Dr Paul Connolly, CEO of the Marine Institute, said, “Our ocean is our greatest natural resource and we see that most directly in Ireland with the vital importance that the Atlantic Ocean plays in our daily lives – from facilitating our trade through shipping to influencing the weather and providing seafood to support a healthy diet.
“This year’s theme for World Oceans Day is especially relevant in the lead-up to the UN Decade of Ocean Science for Sustainable Development, which will run from 2021 to 2030, and is born out of the recognition that much more needs to be done to create improved conditions for the sustainable development of our oceans, seas and coasts and to reverse the decline in ocean health.”
Oceans of Learning is marking World Oceans Day by featuring projects that use innovative ways to learn more about our oceans and feed back information that is helping to make a positive impact on our daily lives.
With the aim of driving innovation in the marine sector and accelerating renewable energy breakthroughs, the Marine Institute has provided funding to a number of marine enterprises in Ireland. For example, seven renewable energy projects are benefitting from a significant funding injection following investment by the Institute’s industry-led awards, launched in 2018. From research on the impact of floating platform technology, to subsea micro piling to hybrid solar and wind energy devices, the commercial and scientific potential of these new innovations are very exciting.
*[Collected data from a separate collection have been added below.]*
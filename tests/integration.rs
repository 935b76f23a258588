//! Integration tests for the type registry and parsing engine.

use std::rc::Rc;

use proptest::prelude::*;

use tabform::registry::ParseContext;
use tabform::value::{identifier_to_number, number_to_identifier};
use tabform::{BadVal, Registry, Value};

fn registry() -> Registry {
    Registry::bootstrap()
}

fn parse_cell(r: &mut Registry, spec: &str, input: &str) -> Option<(Value, String)> {
    let mut bad = BadVal::discarding();
    let entry = r.parse_type(&mut bad, spec)?;
    r.parse_cell(&entry, &mut bad, input, ParseContext::Tsv)
}

/// Parsing the reformatted form is a fixed point: same value, same text.
fn assert_round_trip(r: &mut Registry, spec: &str, input: &str) {
    let (v1, s1) = parse_cell(r, spec, input)
        .unwrap_or_else(|| panic!("'{input}' must parse as {spec}"));
    let (v2, s2) = parse_cell(r, spec, &s1)
        .unwrap_or_else(|| panic!("reformatted '{s1}' must re-parse as {spec}"));
    assert_eq!(v1, v2, "value changed across reformat for {spec} '{input}'");
    assert_eq!(s1, s2, "reformat not stable for {spec} '{input}'");
}

#[test]
fn round_trip_primitives() {
    let mut r = registry();
    for (spec, inputs) in [
        ("string", vec!["hello", "with space", ""]),
        ("number", vec!["42", "-7", "2.5", "1e3", "0"]),
        ("integer", vec!["0", "-42", "9223372036854775807"]),
        ("float", vec!["3", "2.25", "-0.5"]),
        ("boolean", vec!["true", "false", "TRUE"]),
        ("name", vec!["a.b.c", "single"]),
        ("identifier", vec!["foo_bar", "_x1"]),
        ("percent", vec!["50%", "1/2", "-12.5%"]),
        ("ratio", vec!["1/2", "3/4"]),
        ("http", vec!["http://example.com", "https://example.com:8080/a?b=1#c"]),
        ("version", vec!["1.2.3", "0.1.0"]),
        ("cmp_version", vec![">=1.0.0", "==2.0.0", "~1.2.3"]),
        ("hexbytes", vec!["deadbeef", "00FF"]),
        ("base64bytes", vec!["aGVsbG8=", ""]),
        ("text", vec!["line1\\nline2", "tab\\there"]),
        ("raw", vec!["anything goes {here}"]),
        ("any", vec!["true", "42", "{1,2}", "plain"]),
        ("table", vec!["{}", "{1,2}", "{a=1,b={2,3}}"]),
    ] {
        for input in inputs {
            assert_round_trip(&mut r, spec, input);
        }
    }
}

#[test]
fn round_trip_composites_to_depth_three() {
    let mut r = registry();
    for (spec, inputs) in [
        ("{integer}", vec!["", "1,2,3"]),
        ("{integer|nil}", vec!["1,,3"]),
        ("{name:integer}", vec!["a=1,b=2", ""]),
        ("{integer,string}", vec!["1,x"]),
        ("{id:identifier,hp:integer}", vec!["id=a,hp=3", "hp=3,id=a"]),
        ("integer|string", vec!["42", "hello"]),
        ("{integer}|nil", vec!["", "1,2"]),
        ("{{integer}}", vec!["{1,2},{3}"]),
        ("{name:{integer}}", vec!["a={1,2}"]),
        ("{pos:{integer,integer},tag:string}", vec!["pos={1,2},tag=x"]),
    ] {
        for input in inputs {
            assert_round_trip(&mut r, spec, input);
        }
    }
}

#[test]
fn canonical_spec_stability() {
    let mut r = registry();
    let mut bad = BadVal::discarding();
    let pairs = [
        ("{name:string,age:number}", "{age:number,name:string}"),
        ("{enum:b|a}", "{enum:A|B}"),
        ("integer|integer|string", "integer|string"),
    ];
    for (a, b) in pairs {
        let ea = r.parse_type(&mut bad, a).unwrap();
        let eb = r.parse_type(&mut bad, b).unwrap();
        assert!(
            Rc::ptr_eq(&ea, &eb),
            "'{a}' and '{b}' must share one registry entry"
        );
    }
}

#[test]
fn subtyping_is_strict_and_transitive() {
    let mut r = registry();
    let mut bad = BadVal::discarding();
    for spec in ["string", "integer", "{integer}", "{enum:a|b}", "integer|nil"] {
        r.parse_type(&mut bad, spec).unwrap();
        assert!(!r.extends_or_restrict(spec, spec), "{spec} must not extend itself");
    }
    // Declared pairs are asymmetric.
    for (child, parent) in [
        ("integer", "number"),
        ("ubyte", "integer"),
        ("identifier", "name"),
        ("markdown", "text"),
    ] {
        assert!(r.extends_or_restrict(child, parent));
        assert!(!r.extends_or_restrict(parent, child));
    }
    // Transitivity.
    assert!(r.extends_or_restrict("ubyte", "number"));
    assert!(r.extends_or_restrict("asciimarkdown", "string"));
}

#[test]
fn union_subtyping_rules() {
    let mut r = registry();
    let mut bad = BadVal::discarding();
    for spec in ["integer|float", "integer|string", "integer|nil"] {
        r.parse_type(&mut bad, spec).unwrap();
    }
    assert!(r.extends_or_restrict("integer|float", "number"));
    assert!(!r.extends_or_restrict("integer|string", "number"));
    assert!(!r.extends_or_restrict("integer|nil", "number"));
    assert!(r.extends_or_restrict("integer", "integer|string"));
}

#[test]
fn custom_type_hierarchy_end_to_end() {
    let mut r = registry();
    let mut bad = BadVal::buffering("types");
    r.register_record_type(
        &mut bad,
        "item",
        &[("id".into(), "identifier".into()), ("name".into(), "string".into())],
        None,
    )
    .unwrap();
    r.register_record_type(
        &mut bad,
        "weapon",
        &[
            ("id".into(), "identifier".into()),
            ("name".into(), "string".into()),
            ("damage".into(), "integer".into()),
        ],
        Some("item"),
    )
    .unwrap();
    r.register_type_tag(&mut bad, "equipment", "item", &["weapon".into()])
        .unwrap();
    assert_eq!(bad.errors(), 0, "{:?}", bad.messages());

    assert!(r.extends_or_restrict("weapon", "item"));
    assert!(!r.extends_or_restrict("item", "weapon"));

    // Ancestor constraints and tag uses accept type names.
    let (v, _) = parse_cell(&mut r, "{extends:item}", "weapon").unwrap();
    assert_eq!(v, Value::Str("weapon".into()));
    assert!(parse_cell(&mut r, "{extends:item}", "item").is_none());
    let (v, _) = parse_cell(&mut r, "{extends,equipment}", "weapon").unwrap();
    assert_eq!(v, Value::Str("weapon".into()));
}

#[test]
fn depth_bound_on_literals_and_serialization() {
    let mut r = registry();
    let ten = format!("{}1{}", "{".repeat(10), "}".repeat(10));
    let eleven = format!("{}1{}", "{".repeat(11), "}".repeat(11));
    assert!(parse_cell(&mut r, "table", &ten).is_some());
    assert!(parse_cell(&mut r, "table", &eleven).is_none());
}

#[test]
fn diagnostics_format() {
    let mut r = registry();
    let mut bad = BadVal::buffering("Items.tsv");
    bad.line_no = 7;
    let entry = r.parse_type(&mut bad, "integer").unwrap();
    assert!(r.parse_cell(&entry, &mut bad, "soon", ParseContext::Tsv).is_none());
    insta::assert_snapshot!(
        bad.messages().join("\n"),
        @"ERROR Bad integer  in Items.tsv on line 7: 'soon' (not an integer)"
    );
}

#[test]
fn union_default_respects_string_rule() {
    let mut r = registry();
    let mut bad = BadVal::discarding();
    let entry = r.parse_type(&mut bad, "string|nil").unwrap();
    assert_eq!(r.default_value(&entry), Value::Nil);
    let entry = r.parse_type(&mut bad, "integer|string").unwrap();
    assert_eq!(r.default_value(&entry), Value::Int(0));
}

proptest! {
    #[test]
    fn integer_identifier_round_trip(x in any::<i64>()) {
        let v = Value::Int(x);
        let id = number_to_identifier(&v);
        prop_assert!(tabform::predicates::is_identifier(&id));
        prop_assert_eq!(identifier_to_number(&id), Some(v));
    }

    #[test]
    fn float_identifier_round_trip(x in 1e-15f64..1e15f64) {
        let v = Value::Float(x);
        let id = number_to_identifier(&v);
        prop_assert!(tabform::predicates::is_identifier(&id));
        prop_assert_eq!(identifier_to_number(&id), Some(v));
    }

    #[test]
    fn integer_cells_round_trip(x in any::<i64>()) {
        let mut r = registry();
        let input = x.to_string();
        let mut bad = BadVal::discarding();
        let entry = r.parse_type(&mut bad, "integer").unwrap();
        let (v, s) = r.parse_cell(&entry, &mut bad, &input, ParseContext::Tsv).unwrap();
        prop_assert_eq!(v, Value::Int(x));
        prop_assert_eq!(s, input);
    }

    #[test]
    fn integer_arrays_round_trip(xs in proptest::collection::vec(any::<i64>(), 0..8)) {
        let mut r = registry();
        let input: Vec<String> = xs.iter().map(|x| x.to_string()).collect();
        let input = input.join(",");
        let mut bad = BadVal::discarding();
        let entry = r.parse_type(&mut bad, "{integer}").unwrap();
        let (v1, s1) = r.parse_cell(&entry, &mut bad, &input, ParseContext::Tsv).unwrap();
        let (v2, s2) = r.parse_cell(&entry, &mut bad, &s1, ParseContext::Tsv).unwrap();
        prop_assert_eq!(v1, v2);
        prop_assert_eq!(s1, s2);
    }
}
Exceedence and Technology from Ideas (TFI) are developing an offshore hybrid system, which will benefit the aquaculture sector. Offshore aquaculture farms, where it is too far to reach with electricity cables from shore, currently use diesel as their main source of energy to operate feed barges and other equipment. This brings concerns of ever growing emissions and the climate impact but also increased risk of oil spillages when transporting diesel to the feed barges.
Energy from the waves is a very attractive alternative energy source. TFI and Exceedence are developing an offshore hybrid power system that harnesses the natural power of the waves by converting the motion of the fish cage into electricity.
Ray Alcorn, CEO at Exceedence said, “Our full hybrid off grid power system technology produces clean blue electricity by harnessing the power of the waves, mitigating the fossil fuel requirements on fish cages, which in turn reduces the overall carbon footprint, improving both environmental and climate impacts.”
Ocean data service company XOCEAN, also received funding from the Institute’s industry-led awards to transform marine monitoring and data collection. The company uses innovative robotics, particularly unmanned surface vessels, to monitor and collect fisheries data at sea. As fish are highly mobile, this brings limitations in using single sonar surveys. XOCEAN is researching and developing a cost-effective way of deploying and using unmanned technology with multiple sonar devices simultaneously to survey for fish in an area, in what’s known as a ‘swarm’ formation.
“XOCEAN is delighted to be working with the Marine Institute on this important project,” said James Ives, CEO of XOCEAN. “Sustainability of fish stocks is of critical importance and management of this depends on high quality data. Unmanned systems, such as XOCEAN’s XO-450 USV have an important role to play in delivering safe, high quality and ultra-low carbon ocean data.”
World Oceans Day encourages us to make a difference in our life, in our community, and in our world, by taking action to protect our ocean – for present and future generations. By working together and thinking creatively, we can achieve a healthier ocean that will provide for the billions of humans, plants and animals which depend on it every day.